# [WHAT THE TASK ASKS]
Among the records below, how many lines contain "provided"? State the number and nothing more.

# [EXTRACTED RECORDS]
# # # # # # #

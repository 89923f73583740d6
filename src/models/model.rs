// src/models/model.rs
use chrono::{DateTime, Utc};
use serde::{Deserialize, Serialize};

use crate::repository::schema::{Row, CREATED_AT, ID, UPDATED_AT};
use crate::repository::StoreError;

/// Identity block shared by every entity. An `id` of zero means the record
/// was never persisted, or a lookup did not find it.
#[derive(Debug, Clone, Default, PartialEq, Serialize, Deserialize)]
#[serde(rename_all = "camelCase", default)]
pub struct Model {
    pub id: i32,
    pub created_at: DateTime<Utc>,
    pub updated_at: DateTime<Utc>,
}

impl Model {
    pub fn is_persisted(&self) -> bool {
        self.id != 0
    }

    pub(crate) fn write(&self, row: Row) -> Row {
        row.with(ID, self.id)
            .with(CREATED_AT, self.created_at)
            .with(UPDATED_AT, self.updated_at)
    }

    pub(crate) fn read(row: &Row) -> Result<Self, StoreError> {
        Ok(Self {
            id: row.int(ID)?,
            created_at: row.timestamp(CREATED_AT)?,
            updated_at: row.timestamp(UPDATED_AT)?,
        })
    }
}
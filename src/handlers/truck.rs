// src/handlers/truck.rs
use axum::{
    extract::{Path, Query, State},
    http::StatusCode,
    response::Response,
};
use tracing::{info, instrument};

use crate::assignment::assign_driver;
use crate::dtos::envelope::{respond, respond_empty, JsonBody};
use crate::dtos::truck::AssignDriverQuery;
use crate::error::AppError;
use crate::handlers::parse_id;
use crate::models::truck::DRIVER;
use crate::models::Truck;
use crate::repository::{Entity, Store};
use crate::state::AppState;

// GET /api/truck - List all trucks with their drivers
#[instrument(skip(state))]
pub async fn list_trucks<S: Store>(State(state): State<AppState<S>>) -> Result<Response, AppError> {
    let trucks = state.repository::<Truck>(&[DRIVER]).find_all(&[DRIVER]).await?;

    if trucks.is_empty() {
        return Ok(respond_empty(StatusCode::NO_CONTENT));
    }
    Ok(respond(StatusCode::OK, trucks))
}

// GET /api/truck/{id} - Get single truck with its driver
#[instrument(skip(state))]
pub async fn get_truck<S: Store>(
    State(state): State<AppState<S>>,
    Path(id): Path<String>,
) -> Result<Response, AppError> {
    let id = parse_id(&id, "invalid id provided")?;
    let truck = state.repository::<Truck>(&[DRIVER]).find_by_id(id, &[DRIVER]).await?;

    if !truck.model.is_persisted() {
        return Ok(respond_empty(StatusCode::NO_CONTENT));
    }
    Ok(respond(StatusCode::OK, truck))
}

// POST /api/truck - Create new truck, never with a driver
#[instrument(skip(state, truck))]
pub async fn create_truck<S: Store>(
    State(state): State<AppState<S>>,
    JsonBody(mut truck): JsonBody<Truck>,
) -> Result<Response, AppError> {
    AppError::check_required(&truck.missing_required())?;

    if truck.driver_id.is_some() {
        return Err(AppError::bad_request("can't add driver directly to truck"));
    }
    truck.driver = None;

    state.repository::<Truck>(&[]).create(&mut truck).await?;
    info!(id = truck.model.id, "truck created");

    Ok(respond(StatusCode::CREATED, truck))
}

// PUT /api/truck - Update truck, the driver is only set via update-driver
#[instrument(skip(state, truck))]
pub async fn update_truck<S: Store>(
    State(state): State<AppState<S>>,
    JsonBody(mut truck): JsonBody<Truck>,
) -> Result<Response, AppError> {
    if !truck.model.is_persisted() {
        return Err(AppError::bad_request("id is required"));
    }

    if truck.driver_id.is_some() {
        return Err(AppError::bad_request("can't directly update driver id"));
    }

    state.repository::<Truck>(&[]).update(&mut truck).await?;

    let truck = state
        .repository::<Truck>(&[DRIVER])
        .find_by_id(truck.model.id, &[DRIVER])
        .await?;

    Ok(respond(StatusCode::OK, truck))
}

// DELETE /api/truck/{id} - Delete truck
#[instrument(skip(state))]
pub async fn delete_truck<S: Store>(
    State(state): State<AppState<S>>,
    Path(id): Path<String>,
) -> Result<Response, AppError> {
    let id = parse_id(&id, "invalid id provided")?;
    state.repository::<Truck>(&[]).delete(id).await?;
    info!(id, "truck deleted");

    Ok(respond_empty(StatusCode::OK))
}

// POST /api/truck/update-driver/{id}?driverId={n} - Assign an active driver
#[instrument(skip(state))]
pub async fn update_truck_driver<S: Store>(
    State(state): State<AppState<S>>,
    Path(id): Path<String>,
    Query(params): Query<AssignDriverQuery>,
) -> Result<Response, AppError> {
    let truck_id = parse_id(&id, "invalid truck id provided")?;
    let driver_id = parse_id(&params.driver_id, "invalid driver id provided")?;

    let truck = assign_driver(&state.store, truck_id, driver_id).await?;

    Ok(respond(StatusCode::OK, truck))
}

# # # # # # #

# [REPLY TO THE TASK]
4